I have been there more times than I care to admit.  Not only that, but jobs that disappear because companies close or restructure or just go out of business in the tough competitive market.  I thought I would have a career that had stability, but I've found that is not the case.  When I started, pay rates were higher, but after the economy crashed, and also the 4x per year increase in grads in my area made sure that I would not make again what I had made even as a new grad.  I would say my strategy was to begin to diversify my options.  
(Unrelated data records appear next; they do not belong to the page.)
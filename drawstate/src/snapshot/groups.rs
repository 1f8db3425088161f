//! Per-group field storage and accessors
//!
//! Each group is a plain struct of scalar fields plus its compile-time arrays.
//! `state_group!` generates the struct, its partial hash and comparisons, and
//! the setter/getter pair on [`DrawStateSnapshot`] for every scalar field.

use bytemuck::Zeroable;

use super::DrawStateSnapshot;
use super::hash::{PartialHasher, Relax};
use crate::arena::ArrayField;
use crate::catalog::{
    FieldId, MAX_COVERAGE_MODULATION_TABLE_VALUES, MAX_SAMPLE_MASK_WORDS, StateGroup,
};
use crate::types::{
    Bool32, ColorBlendAttachmentState, CompareOp, ConservativeRasterizationMode,
    CoverageModulationMode, CoverageReductionMode, CullModeFlags, Format, FrontFace,
    LineRasterizationMode, LogicOp, PolygonMode, PrimitiveTopology, ProvokingVertexMode,
    SampleCountFlags, SampleMask, ShaderIdentity, ShaderStage, StateValue, StencilOpState,
    TessellationDomainOrigin, VertexInputAttributeDescription, VertexInputBindingDescription,
    ViewportSwizzle,
};

/// Overwrite `slot` if `value` differs. Returns whether it changed.
fn store<T: StateValue>(slot: &mut T, value: T) -> bool {
    if slot.state_eq(&value) {
        return false;
    }
    *slot = value;
    true
}

macro_rules! state_group {
    (
        $(#[$meta:meta])*
        $name:ident($group:ident) in $member:ident {
            $($id:ident => $field:ident / $setter:ident: $ty:ty;)*
        }
        arrays {
            $($aid:ident => $afield:ident: [$aty:ty; $len:expr];)*
        }
    ) => {
        $(#[$meta])*
        #[derive(Debug, Clone, Copy, Zeroable)]
        pub(crate) struct $name {
            $($field: $ty,)*
            $($afield: [$aty; $len],)*
        }

        impl $name {
            /// Seeded fold over every scalar field; arrays are not hashed
            pub(crate) fn partial_hash(&self, relaxed: bool) -> u64 {
                let mut hasher = PartialHasher::new(relaxed);
                $(hasher.fold(FieldId::$id, &self.$field);)*
                hasher.finish()
            }

            pub(crate) fn fields_eq(&self, other: &Self, relax: Relax) -> bool {
                $(relax.value_eq(FieldId::$id, &self.$field, &other.$field) &&)*
                $(relax.slice_eq(FieldId::$aid, &self.$afield, &other.$afield) &&)*
                true
            }

            /// `None` when `field` is not stored in this struct
            pub(crate) fn field_eq(&self, other: &Self, field: FieldId, relax: Relax) -> Option<bool> {
                match field {
                    $(FieldId::$id => Some(relax.value_eq(field, &self.$field, &other.$field)),)*
                    $(FieldId::$aid => Some(relax.slice_eq(field, &self.$afield, &other.$afield)),)*
                    _ => None,
                }
            }
        }

        impl DrawStateSnapshot {
            $(
                pub fn $setter(&mut self, value: $ty) {
                    if store(&mut self.$member.$field, value) {
                        self.touch(StateGroup::$group);
                    }
                }

                pub fn $field(&self) -> $ty {
                    self.$member.$field
                }
            )*
        }
    };
}

state_group! {
    /// Baseline pipeline state
    MiscState(Misc) in misc {
        DepthAttachmentFormat => depth_attachment_format / set_depth_attachment_format: Format;
        StencilAttachmentFormat => stencil_attachment_format / set_stencil_attachment_format: Format;
        NumColorAttachments => num_color_attachments / set_num_color_attachments: u32;
    }
    arrays {
        ComparableShaders => comparable_shaders: [ShaderIdentity; ShaderStage::COUNT];
    }
}

state_group! {
    EdsState(ExtendedDynamicState) in eds {
        CullMode => cull_mode / set_cull_mode: CullModeFlags;
        DepthBoundsTestEnable => depth_bounds_test_enable / set_depth_bounds_test_enable: Bool32;
        DepthCompareOp => depth_compare_op / set_depth_compare_op: CompareOp;
        DepthTestEnable => depth_test_enable / set_depth_test_enable: Bool32;
        DepthWriteEnable => depth_write_enable / set_depth_write_enable: Bool32;
        FrontFace => front_face / set_front_face: FrontFace;
        PrimitiveTopology => primitive_topology / set_primitive_topology: PrimitiveTopology;
        NumScissors => num_scissors / set_num_scissors: u32;
        NumViewports => num_viewports / set_num_viewports: u32;
        StencilFront => stencil_front / set_stencil_front: StencilOpState;
        StencilBack => stencil_back / set_stencil_back: StencilOpState;
        StencilTestEnable => stencil_test_enable / set_stencil_test_enable: Bool32;
    }
    arrays {}
}

state_group! {
    Eds2State(ExtendedDynamicState2) in eds2 {
        LogicOp => logic_op / set_logic_op: LogicOp;
        PrimitiveRestartEnable => primitive_restart_enable / set_primitive_restart_enable: Bool32;
        RasterizerDiscardEnable => rasterizer_discard_enable / set_rasterizer_discard_enable: Bool32;
        DepthBiasEnable => depth_bias_enable / set_depth_bias_enable: Bool32;
        PatchControlPoints => patch_control_points / set_patch_control_points: u32;
    }
    arrays {}
}

state_group! {
    Eds3State(ExtendedDynamicState3) in eds3 {
        PolygonMode => polygon_mode / set_polygon_mode: PolygonMode;
        RasterizationSamples => rasterization_samples / set_rasterization_samples: SampleCountFlags;
        LogicOpEnable => logic_op_enable / set_logic_op_enable: Bool32;
        DepthClampEnable => depth_clamp_enable / set_depth_clamp_enable: Bool32;
        DomainOrigin => domain_origin / set_domain_origin: TessellationDomainOrigin;
        AlphaToOneEnable => alpha_to_one_enable / set_alpha_to_one_enable: Bool32;
        AlphaToCoverageEnable => alpha_to_coverage_enable / set_alpha_to_coverage_enable: Bool32;
        RasterizationStream => rasterization_stream / set_rasterization_stream: u32;
        ConservativeRasterizationMode => conservative_rasterization_mode
            / set_conservative_rasterization_mode: ConservativeRasterizationMode;
        ExtraPrimitiveOverestimationSize => extra_primitive_overestimation_size
            / set_extra_primitive_overestimation_size: f32;
        DepthClipEnable => depth_clip_enable / set_depth_clip_enable: Bool32;
        SampleLocationsEnable => sample_locations_enable / set_sample_locations_enable: Bool32;
        ProvokingVertexMode => provoking_vertex_mode / set_provoking_vertex_mode: ProvokingVertexMode;
        LineRasterizationMode => line_rasterization_mode
            / set_line_rasterization_mode: LineRasterizationMode;
        StippledLineEnable => stippled_line_enable / set_stippled_line_enable: Bool32;
        NegativeOneToOne => negative_one_to_one / set_negative_one_to_one: Bool32;
        CoverageModulationMode => coverage_modulation_mode
            / set_coverage_modulation_mode: CoverageModulationMode;
        CoverageModulationTableEnable => coverage_modulation_table_enable
            / set_coverage_modulation_table_enable: Bool32;
        CoverageModulationTableCount => coverage_modulation_table_count
            / set_coverage_modulation_table_count: u32;
        CoverageReductionMode => coverage_reduction_mode
            / set_coverage_reduction_mode: CoverageReductionMode;
        CoverageToColorEnable => coverage_to_color_enable / set_coverage_to_color_enable: Bool32;
        CoverageToColorLocation => coverage_to_color_location
            / set_coverage_to_color_location: u32;
        ViewportWScalingEnable => viewport_w_scaling_enable
            / set_viewport_w_scaling_enable: Bool32;
        ViewportSwizzleCount => viewport_swizzle_count / set_viewport_swizzle_count: u32;
        ShadingRateImageEnable => shading_rate_image_enable
            / set_shading_rate_image_enable: Bool32;
        RepresentativeFragmentTestEnable => representative_fragment_test_enable
            / set_representative_fragment_test_enable: Bool32;
    }
    arrays {
        SampleMasks => sample_masks: [SampleMask; MAX_SAMPLE_MASK_WORDS];
        CoverageModulationTableValues => coverage_modulation_table_values:
            [f32; MAX_COVERAGE_MODULATION_TABLE_VALUES];
    }
}

state_group! {
    VertexInputState(VertexInputDynamicState) in vertex_input {
        NumVertexInputAttributeDescriptions => num_vertex_input_attribute_descriptions
            / set_num_vertex_input_attribute_descriptions: u32;
        NumVertexInputBindingDescriptions => num_vertex_input_binding_descriptions
            / set_num_vertex_input_binding_descriptions: u32;
    }
    arrays {}
}

// Array accessors. Setters compare the single element being written; an index
// past the array length panics.
impl DrawStateSnapshot {
    pub fn set_comparable_shader(&mut self, stage: ShaderStage, shader: ShaderIdentity) {
        if store(&mut self.misc.comparable_shaders[stage.index()], shader) {
            self.touch(StateGroup::Misc);
        }
    }

    pub fn comparable_shader(&self, stage: ShaderStage) -> ShaderIdentity {
        self.misc.comparable_shaders[stage.index()]
    }

    pub fn comparable_shaders(&self) -> &[ShaderIdentity; ShaderStage::COUNT] {
        &self.misc.comparable_shaders
    }

    pub fn set_sample_mask(&mut self, index: usize, mask: SampleMask) {
        if store(&mut self.eds3.sample_masks[index], mask) {
            self.touch(StateGroup::ExtendedDynamicState3);
        }
    }

    pub fn sample_masks(&self) -> &[SampleMask; MAX_SAMPLE_MASK_WORDS] {
        &self.eds3.sample_masks
    }

    pub fn set_coverage_modulation_table_value(&mut self, index: usize, value: f32) {
        if store(&mut self.eds3.coverage_modulation_table_values[index], value) {
            self.touch(StateGroup::ExtendedDynamicState3);
        }
    }

    pub fn coverage_modulation_table_values(&self) -> &[f32; MAX_COVERAGE_MODULATION_TABLE_VALUES] {
        &self.eds3.coverage_modulation_table_values
    }

    pub fn set_color_attachment_format(&mut self, index: usize, format: Format) {
        self.store_arena(ArrayField::ColorAttachmentFormats, index, format);
    }

    pub fn color_attachment_formats(&self) -> &[Format] {
        self.arena.slice(ArrayField::ColorAttachmentFormats)
    }

    pub fn set_color_blend_attachment_state(
        &mut self,
        index: usize,
        state: ColorBlendAttachmentState,
    ) {
        self.store_arena(ArrayField::ColorBlendAttachmentStates, index, state);
    }

    pub fn color_blend_attachment_states(&self) -> &[ColorBlendAttachmentState] {
        self.arena.slice(ArrayField::ColorBlendAttachmentStates)
    }

    pub fn set_viewport_swizzle(&mut self, index: usize, swizzle: ViewportSwizzle) {
        self.store_arena(ArrayField::ViewportSwizzles, index, swizzle);
    }

    pub fn viewport_swizzles(&self) -> &[ViewportSwizzle] {
        self.arena.slice(ArrayField::ViewportSwizzles)
    }

    pub fn set_vertex_input_attribute_description(
        &mut self,
        index: usize,
        description: VertexInputAttributeDescription,
    ) {
        self.store_arena(ArrayField::VertexInputAttributeDescriptions, index, description);
    }

    pub fn vertex_input_attribute_descriptions(&self) -> &[VertexInputAttributeDescription] {
        self.arena.slice(ArrayField::VertexInputAttributeDescriptions)
    }

    pub fn set_vertex_input_binding_description(
        &mut self,
        index: usize,
        description: VertexInputBindingDescription,
    ) {
        self.store_arena(ArrayField::VertexInputBindingDescriptions, index, description);
    }

    pub fn vertex_input_binding_descriptions(&self) -> &[VertexInputBindingDescription] {
        self.arena.slice(ArrayField::VertexInputBindingDescriptions)
    }

    fn store_arena<T: StateValue>(&mut self, array: ArrayField, index: usize, value: T) {
        let slots = self.arena.slice_mut::<T>(array);
        assert!(
            index < slots.len(),
            "{} index {} out of range (len {})",
            array.field().name(),
            index,
            slots.len()
        );
        if store(&mut slots[index], value) {
            self.touch(array.field().group());
        }
    }
}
Heather February 1, 2014 1:54 AM

I have been there.  Deep in debt with one income to support five family members (two with disabilities).  First, know the approximate rates in your area.  And negotiate hard.  If a company wants to employ you they will pay for your expertise and experience.  You are right, you often have to change jobs to get a higher income.  Also, if you agree to work weekends some companies may pay a higher rate.  Usually per diem gigs turn into full time employment and you can make a lot of contacts with the more places you sign on. Those contacts will land you a job at a higher rate than what you make now.

One percent is not a horrible raise.  People often expect a 3-5 percent raise and that will not likely happen anytime soon.  Remember the company has to pay for office supplies, computers, insurance, support staff, etc. so you can do your job effectively and the prices for those things keeps increasing.  Think of it this way, if you were not a PTA what would your hourly rate be?